Rankings sind kein Messwert für den Erfolg einer SEO-Maßnahme, gleichgültig was man euch in diesem Punkt erzählt. Bestenfalls handelt es sich um einen Trend, der anzeigen kann, ob irgendwo etwas im Argen liegt oder nicht. Aber verlasst euch bitte nicht mehr auf Platzierungen. Jeder halbwegs bewanderte SEO weiß mittlerweile, dass die Platzierung einer Webseite in den Suchergebnissen von vielen verschiedenen Faktoren abhängt, von denen wir die meisten nicht einmal ansatzweise kennen. Lokalisierung und Suchhistorie sind hierbei lediglich die Spitze eines gewaltigen Eisbergs. Hinzu kommt, dass eine Abfrage der Rankings nichts weiter als ein Snapshot, eine Momentaufnahme ist. Bereits in der nächsten Sekunde kann das Ergebnis anders aussehen. Versteift euch darum auf keinen Fall auf Platzierungen, sondern achtet auf die Metriken, die wirklich etwas über den Erfolg eurer Bemühungen aussagen.

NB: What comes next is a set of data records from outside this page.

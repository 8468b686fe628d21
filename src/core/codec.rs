//! # URL Codec
//!
//! Pure mapping between a location fragment (everything after `#`) and a
//! [`RouteState`].
//!
//! ```text
//! "products/42?ref=home"   ──decode──►  { page: product-detail, params: { id: 42, ref: home } }
//! { page: cart, params: {} } ──encode──►  "cart"
//! ```
//!
//! Decoding never fails. Anything it cannot place becomes an unknown page,
//! and the page resolver decides how to show that.

use log::debug;
use std::borrow::Cow;

use crate::core::page::Page;
use crate::core::route::{PARAM_ID, Params, RouteState};

/// Path prefix that carries a product id in the path instead of the query.
pub const PRODUCT_PATH_PREFIX: &str = "products/";

/// Decode a fragment (the text after `#`) into route state.
///
/// The input is taken as is: `"#cart"` names a page called `#cart`. Use
/// [`from_href`] for a full address-bar location.
pub fn decode(fragment: &str) -> RouteState {
    let (path, query) = match fragment.split_once('?') {
        Some((path, query)) => (path, query),
        None => (fragment, ""),
    };

    let mut params = parse_query(query);

    let page = if let Some(rest) = path.strip_prefix(PRODUCT_PATH_PREFIX) {
        let id = rest.split('/').next().unwrap_or_default();
        params.insert(PARAM_ID.to_string(), decode_component(id));
        Page::ProductDetail
    } else if path.is_empty() {
        Page::Home
    } else {
        match Page::from_known(path) {
            // A bare product-detail path only names a product when the query supplies one.
            Some(Page::ProductDetail) if !params.contains_key(PARAM_ID) => {
                Page::Unknown(path.to_string())
            }
            Some(page) => page,
            None => Page::Unknown(path.to_string()),
        }
    };

    debug!("Decoded fragment {:?} as page {} with {} params", fragment, page, params.len());
    RouteState { page, params }
}

/// Encode route state into a fragment, without the leading `#`.
///
/// Parameters are emitted in key order, so equal states always encode to
/// the same string.
pub fn encode(route: &RouteState) -> String {
    let mut path = route.page.as_str().to_string();
    let mut remaining: Vec<(&String, &String)> = Vec::with_capacity(route.params.len());

    for (key, value) in &route.params {
        if route.page == Page::ProductDetail && key == PARAM_ID {
            path = format!("{}{}", PRODUCT_PATH_PREFIX, urlencoding::encode(value));
        } else {
            remaining.push((key, value));
        }
    }

    if remaining.is_empty() {
        return path;
    }

    let query = remaining
        .iter()
        .map(|(key, value)| format!("{}={}", urlencoding::encode(key), urlencoding::encode(value)))
        .collect::<Vec<_>>()
        .join("&");
    format!("{}?{}", path, query)
}

/// Encode route state as an address-bar location (`#<fragment>`).
pub fn href(route: &RouteState) -> String {
    format!("#{}", encode(route))
}

/// Decode an address-bar location (`#<fragment>`). The inverse of [`href`].
pub fn from_href(location: &str) -> RouteState {
    decode(location.strip_prefix('#').unwrap_or(location))
}

/// Reduce a state to the form it will have after a trip through the
/// location bar.
pub fn canonicalize(route: &RouteState) -> RouteState {
    decode(&encode(route))
}

fn parse_query(query: &str) -> Params {
    let mut params = Params::new();
    for pair in query.split('&').filter(|pair| !pair.is_empty()) {
        let (key, value) = pair.split_once('=').unwrap_or((pair, ""));
        // Later duplicates overwrite earlier ones.
        params.insert(decode_component(key), decode_component(value));
    }
    params
}

/// Percent-decode one query or path component. `+` is a space, and
/// sequences that do not decode to UTF-8 are kept as written.
fn decode_component(raw: &str) -> String {
    let spaced = raw.replace('+', " ");
    urlencoding::decode(&spaced)
        .map(Cow::into_owned)
        .unwrap_or_else(|_| spaced.clone())
}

Was ihr auch tut, tut es für die Nutzer

Wenn ihr in dieser Zeile angekommen seid, könnt ihr jetzt getrost zu euer Liste mit den „dafür-will-der-Kunde-gefunden-werden“-Begriffen greifen und diese mit einem gezielten Wurf in den nächsten Papierkorb verfrachten. Denn mittlerweile ist auch euch klar geworden, dass an dem Prinzip etwas faul ist – wenn es euch nicht ohnehin von vorn herein klar war. Verlasst euch darauf, dass es der Suchmaschine und den potentiellen Besuchern der Website vollkommen gleichgültig ist, für welche Begriffe euer Kunde gefunden werden möchte.

Versucht eurem Kunden oder euch selbst – je nach Website – etwas Gutes zu tun. Denkt über die Inhalte nach und prüft, ob die vorhandenen Inhalte wirklich alle Fragen der Nutzer beantworten. Wird ein Besucher auf der Website das finden, was er oder sie sucht? Wenn ihr auch nur unsicher seid, ob dies der Fall ist, setzt euch noch einmal hin und überarbeitet die Seite.

Achtet nicht nur auf die Inhalte, sondern auch auf den Aufbau der Seite. Können eure Besucher alle Inhalte der Seite gut finden? Sind Linktexte eindeutig oder sind die internen Links lediglich Keyword-Spam? Denkt bei allem was ihr tut vor allem an eure Nutzer und vergesst für einen Augenblick, dass es da draußen Suchmaschinen gibt. Eure Besucher werden es euch danken – und die Suchmaschine auch.